:: Dataset excerpts ::

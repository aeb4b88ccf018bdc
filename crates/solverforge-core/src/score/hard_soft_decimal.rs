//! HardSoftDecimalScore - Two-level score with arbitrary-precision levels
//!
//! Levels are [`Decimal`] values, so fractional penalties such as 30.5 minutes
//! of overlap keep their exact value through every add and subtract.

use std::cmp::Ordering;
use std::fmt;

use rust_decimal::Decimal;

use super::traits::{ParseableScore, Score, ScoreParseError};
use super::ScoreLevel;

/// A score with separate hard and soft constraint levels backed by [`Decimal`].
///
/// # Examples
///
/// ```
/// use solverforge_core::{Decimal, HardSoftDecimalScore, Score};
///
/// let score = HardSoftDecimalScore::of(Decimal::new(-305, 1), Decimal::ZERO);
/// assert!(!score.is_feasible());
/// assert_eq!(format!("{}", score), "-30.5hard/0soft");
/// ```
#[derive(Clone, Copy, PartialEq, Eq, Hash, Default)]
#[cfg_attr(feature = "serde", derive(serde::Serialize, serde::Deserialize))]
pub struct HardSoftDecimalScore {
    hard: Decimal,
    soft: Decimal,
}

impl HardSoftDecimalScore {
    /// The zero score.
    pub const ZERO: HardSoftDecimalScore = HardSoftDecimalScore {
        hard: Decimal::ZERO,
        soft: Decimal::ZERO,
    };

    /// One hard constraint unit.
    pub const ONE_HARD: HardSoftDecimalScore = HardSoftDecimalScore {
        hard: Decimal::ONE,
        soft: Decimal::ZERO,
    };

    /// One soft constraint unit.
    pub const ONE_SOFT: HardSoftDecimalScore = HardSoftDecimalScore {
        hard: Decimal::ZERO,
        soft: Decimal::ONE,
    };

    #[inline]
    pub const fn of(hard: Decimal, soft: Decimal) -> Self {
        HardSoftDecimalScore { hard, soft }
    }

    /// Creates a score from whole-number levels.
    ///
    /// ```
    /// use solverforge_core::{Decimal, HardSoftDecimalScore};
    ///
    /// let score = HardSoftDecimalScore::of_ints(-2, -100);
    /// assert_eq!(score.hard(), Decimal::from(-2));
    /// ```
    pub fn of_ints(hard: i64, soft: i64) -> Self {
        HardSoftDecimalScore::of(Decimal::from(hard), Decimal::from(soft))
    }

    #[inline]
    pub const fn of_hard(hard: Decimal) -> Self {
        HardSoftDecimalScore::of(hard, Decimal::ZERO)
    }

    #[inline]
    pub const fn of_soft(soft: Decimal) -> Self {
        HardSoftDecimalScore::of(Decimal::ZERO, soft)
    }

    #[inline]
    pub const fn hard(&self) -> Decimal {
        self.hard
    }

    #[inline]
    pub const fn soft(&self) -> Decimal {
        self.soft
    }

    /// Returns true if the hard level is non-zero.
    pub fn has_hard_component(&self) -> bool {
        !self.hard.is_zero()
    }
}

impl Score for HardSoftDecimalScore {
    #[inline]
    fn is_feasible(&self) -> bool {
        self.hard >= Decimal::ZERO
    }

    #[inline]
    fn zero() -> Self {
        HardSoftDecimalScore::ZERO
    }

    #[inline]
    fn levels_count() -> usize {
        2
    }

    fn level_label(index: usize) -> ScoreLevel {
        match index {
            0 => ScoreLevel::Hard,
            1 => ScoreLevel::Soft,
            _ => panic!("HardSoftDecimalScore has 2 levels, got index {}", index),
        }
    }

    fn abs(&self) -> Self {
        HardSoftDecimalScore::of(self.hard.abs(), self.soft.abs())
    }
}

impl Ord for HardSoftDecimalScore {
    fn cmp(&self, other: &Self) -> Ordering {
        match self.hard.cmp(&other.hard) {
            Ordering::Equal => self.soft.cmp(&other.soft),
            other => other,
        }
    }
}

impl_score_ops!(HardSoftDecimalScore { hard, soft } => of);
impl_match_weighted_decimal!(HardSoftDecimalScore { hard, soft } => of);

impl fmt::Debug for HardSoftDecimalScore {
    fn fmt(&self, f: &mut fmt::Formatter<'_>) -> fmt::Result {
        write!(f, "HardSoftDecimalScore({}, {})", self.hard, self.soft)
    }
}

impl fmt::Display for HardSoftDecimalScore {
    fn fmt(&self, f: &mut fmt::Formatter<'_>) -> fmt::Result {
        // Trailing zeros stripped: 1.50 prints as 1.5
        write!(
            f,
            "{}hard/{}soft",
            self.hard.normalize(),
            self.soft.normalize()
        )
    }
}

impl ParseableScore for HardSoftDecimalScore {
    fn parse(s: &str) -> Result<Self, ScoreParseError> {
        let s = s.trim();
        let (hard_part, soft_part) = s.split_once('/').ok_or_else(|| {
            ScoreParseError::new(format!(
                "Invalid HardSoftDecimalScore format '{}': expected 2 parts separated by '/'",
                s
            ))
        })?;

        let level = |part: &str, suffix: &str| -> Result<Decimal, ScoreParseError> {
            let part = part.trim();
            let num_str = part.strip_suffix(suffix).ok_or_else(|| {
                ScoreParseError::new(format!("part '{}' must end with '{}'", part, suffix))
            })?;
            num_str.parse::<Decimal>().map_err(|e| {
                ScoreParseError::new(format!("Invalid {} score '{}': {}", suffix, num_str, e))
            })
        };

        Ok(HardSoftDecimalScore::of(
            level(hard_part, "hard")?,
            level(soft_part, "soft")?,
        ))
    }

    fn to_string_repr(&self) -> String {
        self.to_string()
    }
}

:::
:: Dataset excerpts ::

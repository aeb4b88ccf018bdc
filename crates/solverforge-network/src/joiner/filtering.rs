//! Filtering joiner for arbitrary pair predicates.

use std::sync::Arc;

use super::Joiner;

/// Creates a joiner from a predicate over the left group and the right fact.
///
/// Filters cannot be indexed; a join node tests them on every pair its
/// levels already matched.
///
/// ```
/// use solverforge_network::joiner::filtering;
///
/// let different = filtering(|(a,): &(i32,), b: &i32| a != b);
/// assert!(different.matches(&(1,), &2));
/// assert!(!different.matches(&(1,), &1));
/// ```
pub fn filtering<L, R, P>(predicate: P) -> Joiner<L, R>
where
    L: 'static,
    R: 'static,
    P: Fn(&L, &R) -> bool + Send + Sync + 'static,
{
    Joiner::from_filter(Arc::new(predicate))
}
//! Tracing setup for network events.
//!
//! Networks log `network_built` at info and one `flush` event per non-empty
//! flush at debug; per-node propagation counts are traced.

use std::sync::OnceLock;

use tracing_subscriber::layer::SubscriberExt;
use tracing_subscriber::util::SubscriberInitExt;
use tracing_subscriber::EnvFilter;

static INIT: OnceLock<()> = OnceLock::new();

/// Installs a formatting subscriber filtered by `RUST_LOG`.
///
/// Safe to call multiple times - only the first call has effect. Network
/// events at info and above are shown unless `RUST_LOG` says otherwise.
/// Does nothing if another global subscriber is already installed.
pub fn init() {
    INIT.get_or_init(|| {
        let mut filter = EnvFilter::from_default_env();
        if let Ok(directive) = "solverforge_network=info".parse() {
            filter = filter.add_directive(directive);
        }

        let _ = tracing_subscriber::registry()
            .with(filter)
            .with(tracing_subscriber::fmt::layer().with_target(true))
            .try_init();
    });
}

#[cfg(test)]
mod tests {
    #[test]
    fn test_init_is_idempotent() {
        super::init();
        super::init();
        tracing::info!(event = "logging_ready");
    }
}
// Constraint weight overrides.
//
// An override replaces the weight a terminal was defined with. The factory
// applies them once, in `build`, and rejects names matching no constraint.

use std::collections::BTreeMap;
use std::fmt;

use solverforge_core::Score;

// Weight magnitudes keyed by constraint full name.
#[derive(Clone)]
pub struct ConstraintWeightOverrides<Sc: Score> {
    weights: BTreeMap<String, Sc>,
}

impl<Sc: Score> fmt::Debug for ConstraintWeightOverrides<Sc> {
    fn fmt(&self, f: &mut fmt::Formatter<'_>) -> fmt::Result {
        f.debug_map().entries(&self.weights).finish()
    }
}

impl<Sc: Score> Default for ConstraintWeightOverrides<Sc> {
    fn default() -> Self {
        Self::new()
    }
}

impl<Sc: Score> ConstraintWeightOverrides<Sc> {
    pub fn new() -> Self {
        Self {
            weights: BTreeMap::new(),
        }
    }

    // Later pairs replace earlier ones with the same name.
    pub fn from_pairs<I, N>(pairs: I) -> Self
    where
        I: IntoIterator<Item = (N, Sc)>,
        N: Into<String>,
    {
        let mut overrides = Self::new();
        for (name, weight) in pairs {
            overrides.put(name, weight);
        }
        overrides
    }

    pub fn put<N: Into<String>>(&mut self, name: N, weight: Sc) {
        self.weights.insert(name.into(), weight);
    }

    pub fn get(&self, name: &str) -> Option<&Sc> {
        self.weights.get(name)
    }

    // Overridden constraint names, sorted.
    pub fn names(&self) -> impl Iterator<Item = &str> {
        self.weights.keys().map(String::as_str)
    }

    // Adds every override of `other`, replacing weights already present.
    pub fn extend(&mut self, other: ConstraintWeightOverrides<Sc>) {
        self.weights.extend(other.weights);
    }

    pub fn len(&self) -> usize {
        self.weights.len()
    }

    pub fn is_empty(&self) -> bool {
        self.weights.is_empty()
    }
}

:::

- _Work required_:
Identify every line above with the string "flush" in it. Copy those lines.

- _Solution_:
//! Networks log `network_built` at info and one `flush` event per non-empty
//! flush at debug; per-node propagation counts are traced.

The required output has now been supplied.